_Brief:_
Could you restate exactly the lines that begin at the line with "use crate::api::ApiError;" and end at the final line of the data?

Dataset excerpts:
----------------------------------------

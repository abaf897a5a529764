//! HTTP client for the rewards API.
//!
//! # Responsibilities
//! - Attach browser headers, the address query parameter and the bearer token
//! - Decode every response into a typed envelope
//! - Record one metric per call

use alloy::primitives::{Address, TxHash};
use reqwest::header::{HeaderMap, HeaderValue, ORIGIN, REFERER};
use reqwest::{Client, Method};
use serde::de::DeserializeOwned;
use std::time::Duration;

use crate::api::session::Session;
use crate::api::types::{ApiError, Envelope, FaucetStatusData, LoginData, ProfileData};
use crate::config::ApiConfig;
use crate::observability::metrics;

pub const LOGIN: &str = "/user/login";
pub const CHECK_IN: &str = "/sign/in";
pub const FAUCET_STATUS: &str = "/faucet/status";
pub const CLAIM_FAUCET: &str = "/faucet/daily";
pub const PROFILE: &str = "/user/profile";
pub const TASK_VERIFY: &str = "/task/verify";

/// Rewards API client.
#[derive(Debug, Clone)]
pub struct RewardsApi {
    http: Client,
    base_url: String,
}

impl RewardsApi {
    /// Build a client from configuration.
    pub fn new(config: &ApiConfig) -> Result<Self, ApiError> {
        let mut headers = HeaderMap::new();
        headers.insert(ORIGIN, header_value(&config.origin)?);
        headers.insert(REFERER, header_value(&config.referer)?);

        let http = Client::builder()
            .default_headers(headers)
            .user_agent(config.user_agent.clone())
            .timeout(Duration::from_secs(config.request_timeout_secs))
            .build()?;

        Ok(Self {
            http,
            base_url: config.base_url.trim_end_matches('/').to_string(),
        })
    }

    /// Exchange a signed login message for a session.
    pub async fn login(&self, address: Address, signature: &str) -> Result<Session, ApiError> {
        let query = [
            ("address", address.to_string()),
            ("signature", signature.to_string()),
        ];
        let data: LoginData = self
            .request(Method::POST, LOGIN, &query, None)
            .await?
            .into_data(LOGIN)?;
        if data.jwt.trim().is_empty() {
            return Err(ApiError::MissingData(LOGIN));
        }
        Ok(Session::new(address, data.jwt))
    }

    pub async fn profile(&self, session: &Session) -> Result<ProfileData, ApiError> {
        self.request(Method::GET, PROFILE, &address_query(session), Some(session))
            .await?
            .into_data(PROFILE)
    }

    /// Daily check-in. The server enforces the once-per-day limit.
    pub async fn check_in(&self, session: &Session) -> Result<(), ApiError> {
        self.request::<serde_json::Value>(Method::POST, CHECK_IN, &address_query(session), Some(session))
            .await?
            .into_result()
            .map(|_| ())
    }

    pub async fn faucet_status(&self, session: &Session) -> Result<FaucetStatusData, ApiError> {
        self.request(Method::GET, FAUCET_STATUS, &address_query(session), Some(session))
            .await?
            .into_data(FAUCET_STATUS)
    }

    pub async fn claim_faucet(&self, session: &Session) -> Result<(), ApiError> {
        self.request::<serde_json::Value>(
            Method::POST,
            CLAIM_FAUCET,
            &address_query(session),
            Some(session),
        )
        .await?
        .into_result()
        .map(|_| ())
    }

    /// Submit proof of an on-chain action. Returns the API's message.
    pub async fn verify_task(
        &self,
        session: &Session,
        task_id: u64,
        tx_hash: TxHash,
    ) -> Result<String, ApiError> {
        let query = [
            ("address", session.address().to_string()),
            ("task_id", task_id.to_string()),
            ("tx_hash", tx_hash.to_string()),
        ];
        let envelope = self
            .request::<serde_json::Value>(Method::POST, TASK_VERIFY, &query, Some(session))
            .await?;
        let msg = envelope.message().to_string();
        envelope.into_result()?;
        Ok(msg)
    }

    async fn request<T: DeserializeOwned>(
        &self,
        method: Method,
        endpoint: &'static str,
        query: &[(&str, String)],
        session: Option<&Session>,
    ) -> Result<Envelope<T>, ApiError> {
        let mut request = self
            .http
            .request(method, format!("{}{}", self.base_url, endpoint))
            .query(query);
        if let Some(session) = session {
            request = request.bearer_auth(session.token());
        }

        let result: Result<Envelope<T>, ApiError> = async {
            let body = request.send().await?.text().await?;
            serde_json::from_str::<Envelope<T>>(&body).map_err(|e| ApiError::Decode {
                endpoint,
                reason: e.to_string(),
            })
        }
        .await;

        let ok = matches!(&result, Ok(env) if env.code == 0);
        metrics::record_api_call(endpoint, ok);
        tracing::debug!(endpoint, ok, "API call finished");
        result
    }
}

fn address_query(session: &Session) -> [(&'static str, String); 1] {
    [("address", session.address().to_string())]
}

fn header_value(value: &str) -> Result<HeaderValue, ApiError> {
    HeaderValue::from_str(value).map_err(|e| ApiError::InvalidConfig(format!("{}: {}", value, e)))
}
//! Rewards API wire types.
//!
//! Every response is an envelope `{code, msg, data}`; `code != 0` is the
//! uniform error signal. Payloads are validated into typed structs here so
//! nothing downstream touches raw JSON.

use serde::Deserialize;
use thiserror::Error;

/// Errors from the rewards API.
#[derive(Debug, Error)]
pub enum ApiError {
    /// Request could not be sent or the body could not be read.
    #[error("request failed: {0}")]
    Transport(#[from] reqwest::Error),

    /// Body was not the expected JSON shape.
    #[error("unexpected response from {endpoint}: {reason}")]
    Decode {
        endpoint: &'static str,
        reason: String,
    },

    /// The API answered with a non-zero code.
    #[error("API returned code {code}: {msg}")]
    Rejected { code: i64, msg: String },

    /// Header values or base URL from config are unusable.
    #[error("invalid API configuration: {0}")]
    InvalidConfig(String),

    /// `code == 0` but the expected `data` was absent.
    #[error("response from {0} is missing data")]
    MissingData(&'static str),
}

/// Generic response envelope.
#[derive(Debug, Clone, Deserialize)]
pub struct Envelope<T> {
    pub code: i64,
    pub msg: Option<String>,
    pub data: Option<T>,
}

impl<T> Envelope<T> {
    /// `Ok(data)` when `code == 0`, [`ApiError::Rejected`] otherwise.
    pub fn into_result(self) -> Result<Option<T>, ApiError> {
        if self.code == 0 {
            Ok(self.data)
        } else {
            Err(ApiError::Rejected {
                code: self.code,
                msg: self.msg.unwrap_or_else(|| "Unknown error".to_string()),
            })
        }
    }

    /// Like [`Envelope::into_result`] but `data` is required.
    pub fn into_data(self, endpoint: &'static str) -> Result<T, ApiError> {
        self.into_result()?.ok_or(ApiError::MissingData(endpoint))
    }

    pub fn message(&self) -> &str {
        self.msg.as_deref().unwrap_or("")
    }
}

/// `data` of `/user/login`.
#[derive(Debug, Clone, Deserialize)]
pub struct LoginData {
    pub jwt: String,
}

/// `data` of `/faucet/status`.
#[derive(Debug, Clone, Copy, PartialEq, Eq, Deserialize)]
pub struct FaucetStatusData {
    #[serde(default)]
    pub is_able_to_faucet: bool,
    /// Unix seconds of the next allowed claim. The API spells it this way.
    #[serde(default, rename = "avaliable_timestamp")]
    pub available_timestamp: i64,
}

/// `data` of `/user/profile`.
#[derive(Debug, Clone, Deserialize)]
pub struct ProfileData {
    #[serde(default)]
    pub user_info: UserInfo,
}

#[derive(Debug, Clone, Default, Deserialize)]
pub struct UserInfo {
    #[serde(default, rename = "TotalPoints")]
    pub total_points: u64,
}
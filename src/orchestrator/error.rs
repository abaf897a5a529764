//! Orchestrator error taxonomy.
//!
//! Only [`AuthError`] ends a run. [`ActionError`] is logged at the call site
//! and the interactive loop carries on.

use alloy::primitives::U256;
use thiserror::Error;

use crate::api::ApiError;
use crate::blockchain::BlockchainError;

/// Login could not be completed.
#[derive(Debug, Error)]
pub enum AuthError {
    #[error("could not sign login message: {0}")]
    Signing(#[source] BlockchainError),

    #[error("login rejected: {0}")]
    Rejected(#[source] ApiError),
}

/// A single reward or on-chain action failed.
#[derive(Debug, Error)]
pub enum ActionError {
    /// The amount exceeds available funds; nothing was submitted.
    #[error("insufficient balance: need {required} wei, have {available} wei")]
    InsufficientBalance { required: U256, available: U256 },

    #[error(transparent)]
    Chain(#[from] BlockchainError),

    #[error(transparent)]
    Api(#[from] ApiError),
}

#[cfg(test)]
mod tests {
    use super::*;

    #[test]
    fn test_insufficient_balance_display() {
        let err = ActionError::InsufficientBalance {
            required: U256::from(10u64),
            available: U256::from(3u64),
        };
        assert_eq!(err.to_string(), "insufficient balance: need 10 wei, have 3 wei");
    }

    #[test]
    fn test_chain_error_is_transparent() {
        let err = ActionError::from(BlockchainError::Timeout(10));
        assert_eq!(err.to_string(), "RPC timeout after 10 seconds");
    }
}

----------------------------------------

_Answer to the exercise:_
use crate::api::ApiError;
use crate::blockchain::BlockchainError;

/// Login could not be completed.
#[derive(Debug, Error)]
pub enum AuthError {
    #[error("could not sign login message: {0}")]
    Signing(#[source] BlockchainError),

    #[error("login rejected: {0}")]
    Rejected(#[source] ApiError),
}

/// A single reward or on-chain action failed.
#[derive(Debug, Error)]
pub enum ActionError {
    /// The amount exceeds available funds; nothing was submitted.
    #[error("insufficient balance: need {required} wei, have {available} wei")]
    InsufficientBalance { required: U256, available: U256 },

    #[error(transparent)]
    Chain(#[from] BlockchainError),

    #[error(transparent)]
    Api(#[from] ApiError),
}

#[cfg(test)]
mod tests {
    use super::*;

    #[test]
    fn test_insufficient_balance_display() {
        let err = ActionError::InsufficientBalance {
            required: U256::from(10u64),
            available: U256::from(3u64),
        };
        assert_eq!(err.to_string(), "insufficient balance: need 10 wei, have 3 wei");
    }

    #[test]
    fn test_chain_error_is_transparent() {
        let err = ActionError::from(BlockchainError::Timeout(10));
        assert_eq!(err.to_string(), "RPC timeout after 10 seconds");
    }
}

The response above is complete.